In view of tourism boom, Saudi Arabia scrambles to train hotel staff


Under the watchful eye of an instructor, Munira al-Rubaian hangs fresh bed linen in a fake hotel room in the Saudi capital, in a bid to land a job in the desert kingdom’s booming tourism sector .

The unemployed 25-year-old is one of thousands of Saudis enrolled in the state’s Tourism Pioneers program, which aims to prepare 100,000 job seekers for a field that government officials say is on the verge of taking off.

At two establishments in Riyadh, Rubaian and other interns study tasks such as greeting hotel guests, preparing food in high-end restaurants and keeping luxury suites immaculately clean.
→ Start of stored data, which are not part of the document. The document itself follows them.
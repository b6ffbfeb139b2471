//! repo-finder: debounced, cached and cancellable repository search
//!
//! Turns a free-text term and/or a language filter into GitHub repository
//! searches. The `search` module holds the orchestration core; the other
//! modules are the collaborators it talks to.

pub mod cache;
pub mod config;
pub mod metrics;
pub mod network;
pub mod preferences;
pub mod provider;
pub mod query;
pub mod render;
pub mod results;
pub mod search;

pub use config::Settings;
pub use provider::RepositoryProvider;
pub use query::{Query, SearchCriteria};
pub use results::{RepositoryItem, SearchResultSet};
pub use search::{OrchestratorState, SearchOrchestrator, Snapshot};

/// Application version
pub const VERSION: &str = env!("CARGO_PKG_VERSION");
Others are sent abroad to take short courses in countries with much more advanced tourist industries, including the Netherlands, Spain, Switzerland and France.

This newly minted army of bellhops, cleaners and hotel managers should help Saudi Arabia – a reputedly conservative and closed Gulf kingdom that only opened its doors to tourism three years ago – to make a positive impression. on first- time visitors.
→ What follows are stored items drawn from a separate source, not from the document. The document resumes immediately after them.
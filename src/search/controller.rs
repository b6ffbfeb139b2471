//! Request controller
//!
//! Owns at most one in-flight provider request and cancels it when a newer
//! one starts.

use super::error::FetchError;
use crate::metrics::SearchMetrics;
use crate::provider::RepositoryProvider;
use crate::query::Query;
use crate::results::SearchResultSet;
use std::sync::atomic::{AtomicU64, Ordering};
use std::sync::{Arc, Mutex, MutexGuard};
use std::time::Instant;
use tokio_util::sync::CancellationToken;
use tracing::debug;

struct InFlightRequest {
    id: u64,
    query: Query,
    token: CancellationToken,
}

/// Single-slot owner of provider requests
pub struct RequestController {
    provider: Arc<dyn RepositoryProvider>,
    in_flight: Mutex<Option<InFlightRequest>>,
    next_id: AtomicU64,
    metrics: Arc<SearchMetrics>,
}

impl RequestController {
    pub fn new(provider: Arc<dyn RepositoryProvider>, metrics: Arc<SearchMetrics>) -> Self {
        Self {
            provider,
            in_flight: Mutex::new(None),
            next_id: AtomicU64::new(1),
            metrics,
        }
    }

    /// Fetch `query`, cancelling whatever was in flight.
    ///
    /// Settles with `FetchError::Cancelled` when `cancel` fires, when a newer
    /// fetch supersedes this one, or when either happened by the time the
    /// provider answered.
    pub async fn fetch(
        &self,
        query: &Query,
        cancel: &CancellationToken,
    ) -> Result<SearchResultSet, FetchError> {
        let token = cancel.child_token();
        let id = self.next_id.fetch_add(1, Ordering::Relaxed);

        {
            let mut slot = self.slot();
            if let Some(previous) = slot.replace(InFlightRequest {
                id,
                query: query.clone(),
                token: token.clone(),
            }) {
                debug!("Superseding in-flight request for '{}'", previous.query);
                previous.token.cancel();
            }
        }

        self.metrics.record_fetch();
        let start = Instant::now();

        let result = tokio::select! {
            biased;
            _ = token.cancelled() => Err(FetchError::Cancelled),
            result = self.provider.search(query) => result,
        };

        // A late answer for a cancelled request is discarded
        let result = if token.is_cancelled() {
            Err(FetchError::Cancelled)
        } else {
            result
        };

        self.finish(id);

        match &result {
            Ok(_) => self
                .metrics
                .record_response_time(start.elapsed().as_millis() as u64),
            Err(FetchError::Cancelled) => {
                debug!("Request for '{}' cancelled", query);
                self.metrics.record_cancellation();
            }
            Err(_) => {}
        }

        result
    }

    /// Cancel the in-flight request, if any. Safe to call repeatedly.
    pub fn cancel(&self) {
        if let Some(request) = self.slot().take() {
            debug!("Cancelling request for '{}'", request.query);
            request.token.cancel();
        }
    }

    /// Query of the request currently in flight
    pub fn in_flight(&self) -> Option<Query> {
        self.slot().as_ref().map(|r| r.query.clone())
    }

    pub fn provider_name(&self) -> &str {
        self.provider.name()
    }

    fn finish(&self, id: u64) {
        let mut slot = self.slot();
        if slot.as_ref().map(|r| r.id) == Some(id) {
            *slot = None;
        }
    }

    fn slot(&self) -> MutexGuard<'_, Option<InFlightRequest>> {
        self.in_flight
            .lock()
            .unwrap_or_else(|poisoned| poisoned.into_inner())
    }
}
The program also supports the government’s goal of employing more Saudis in roles traditionally filled by migrant workers.

The niqab-wearing Rubaian signed up for Tourism Pioneers after her own efforts to find a job at a hotel came to nothing.

She is optimistic that the experience will help her get her foot in the door.

“I had the opportunity to learn and improve my abilities for the job,” she told AFP.

“I will now have the experience and confidence to deal with people.”

– Aim high –

Crown Prince Mohammed bin Salman, the 37-year-old de facto ruler of Saudi Arabia, is counting on a tourism boom to diversify the economy of the world’s biggest oil exporter.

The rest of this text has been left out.